Count every line in the entries that follow where the word "VideoAccelerator" appears, then state only the total.

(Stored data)
************
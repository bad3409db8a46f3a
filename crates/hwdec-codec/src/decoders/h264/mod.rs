//! H.264 解码器.
//!
//! 两种实现在连接时二选一:
//! - [`DxvaH264Decoder`]: 把解析器状态翻译成 DXVA 缓冲区, 交给视频加速器解码
//! - [`SoftwareH264Decoder`]: 委托外部软件后端

pub mod accelerator;
pub mod compat;
pub mod dxva;
pub mod reorder;
pub mod scaling;
pub mod sequencer;
pub mod slice_builder;
pub mod software;
pub mod structs;
pub mod surface_pool;
pub mod translate;

use log::{info, warn};

use hwdec_core::{HwDecResult, ReferenceTime};

use crate::access_unit::AccessUnit;
use crate::decoder::{DecodeOutcome, Decoder};
use crate::frame::SampleHandle;
use crate::parsers::h264::BitstreamParser;

pub use accelerator::{BufferType, ExecBuffers, VideoAccelerator};
pub use compat::{DecoderKind, HwCompatIssues, check_hw_compatibility, select_decoder_kind};
pub use dxva::{DxvaH264Decoder, SliceForm};
pub use scaling::{DriverVersion, GpuVendor, HardwareEnv, ScanOrder};
pub use sequencer::RetryPolicy;
pub use software::{SoftwareBackend, SoftwareH264Decoder, SoftwareOutput};
pub use surface_pool::{DecodedPicture, SurfacePool};

// ============================================================
// 选项
// ============================================================

/// 硬件解码器选项
#[derive(Debug, Clone, PartialEq, Eq)]
pub struct DxvaOptions {
    /// 解码表面数量 (1..=127)
    pub surface_count: usize,
    /// 平均帧时长, 100ns 单位
    pub average_frame_duration: ReferenceTime,
    /// 默认的 NAL 长度前缀字节数, 0 表示 Annex B
    pub nal_length_size: usize,
    /// 显卡厂商, None 时使用已注册的 [`HardwareEnv`]
    pub vendor: Option<GpuVendor>,
    /// 切片控制记录容量
    pub max_slices: usize,
    /// 忙等待重试策略
    pub retry: RetryPolicy,
}

impl Default for DxvaOptions {
    fn default() -> Self {
        Self {
            surface_count: 16,
            average_frame_duration: 400_000,
            nal_length_size: 0,
            vendor: None,
            max_slices: 16,
            retry: RetryPolicy::default(),
        }
    }
}

/// 创建硬件解码器所需的部件
pub struct DxvaParts {
    pub accelerator: Box<dyn VideoAccelerator>,
    pub parser: Box<dyn BitstreamParser>,
    pub options: DxvaOptions,
}

// ============================================================
// 解码器变体
// ============================================================

/// H.264 解码器
pub enum H264Decoder {
    Software(SoftwareH264Decoder),
    Dxva(Box<DxvaH264Decoder>),
}

impl H264Decoder {
    /// 按兼容性检查结果选择实现
    ///
    /// 选中硬件但配置握手失败时回退到软件解码.
    pub fn connect(
        issues: HwCompatIssues,
        hardware: Option<DxvaParts>,
        software: Box<dyn SoftwareBackend>,
    ) -> Self {
        let kind = select_decoder_kind(issues, hardware.is_some());
        if let (DecoderKind::Dxva, Some(parts)) = (kind, hardware) {
            match DxvaH264Decoder::open(parts.accelerator, parts.parser, parts.options) {
                Ok(dec) => {
                    info!("H.264: 使用 DXVA 硬件解码");
                    return Self::Dxva(Box::new(dec));
                }
                Err(e) => warn!("H.264: 硬件解码器初始化失败, 回退到软件解码, {e}"),
            }
        }
        Self::Software(SoftwareH264Decoder::new(software))
    }

    /// 当前实现
    pub fn kind(&self) -> DecoderKind {
        match self {
            Self::Software(_) => DecoderKind::Software,
            Self::Dxva(_) => DecoderKind::Dxva,
        }
    }

    /// 硬件实现
    pub fn as_dxva(&self) -> Option<&DxvaH264Decoder> {
        match self {
            Self::Dxva(dec) => Some(dec),
            Self::Software(_) => None,
        }
    }
}

impl Decoder for H264Decoder {
    fn name(&self) -> &str {
        match self {
            Self::Software(dec) => dec.name(),
            Self::Dxva(dec) => dec.name(),
        }
    }

    fn decode(&mut self, unit: &AccessUnit, sample: &SampleHandle) -> HwDecResult<DecodeOutcome> {
        match self {
            Self::Software(dec) => dec.decode(unit, sample),
            Self::Dxva(dec) => dec.decode(unit, sample),
        }
    }

    fn flush(&mut self) {
        match self {
            Self::Software(dec) => dec.flush(),
            Self::Dxva(dec) => dec.flush(),
        }
    }
}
************
* Response to the exercise:
2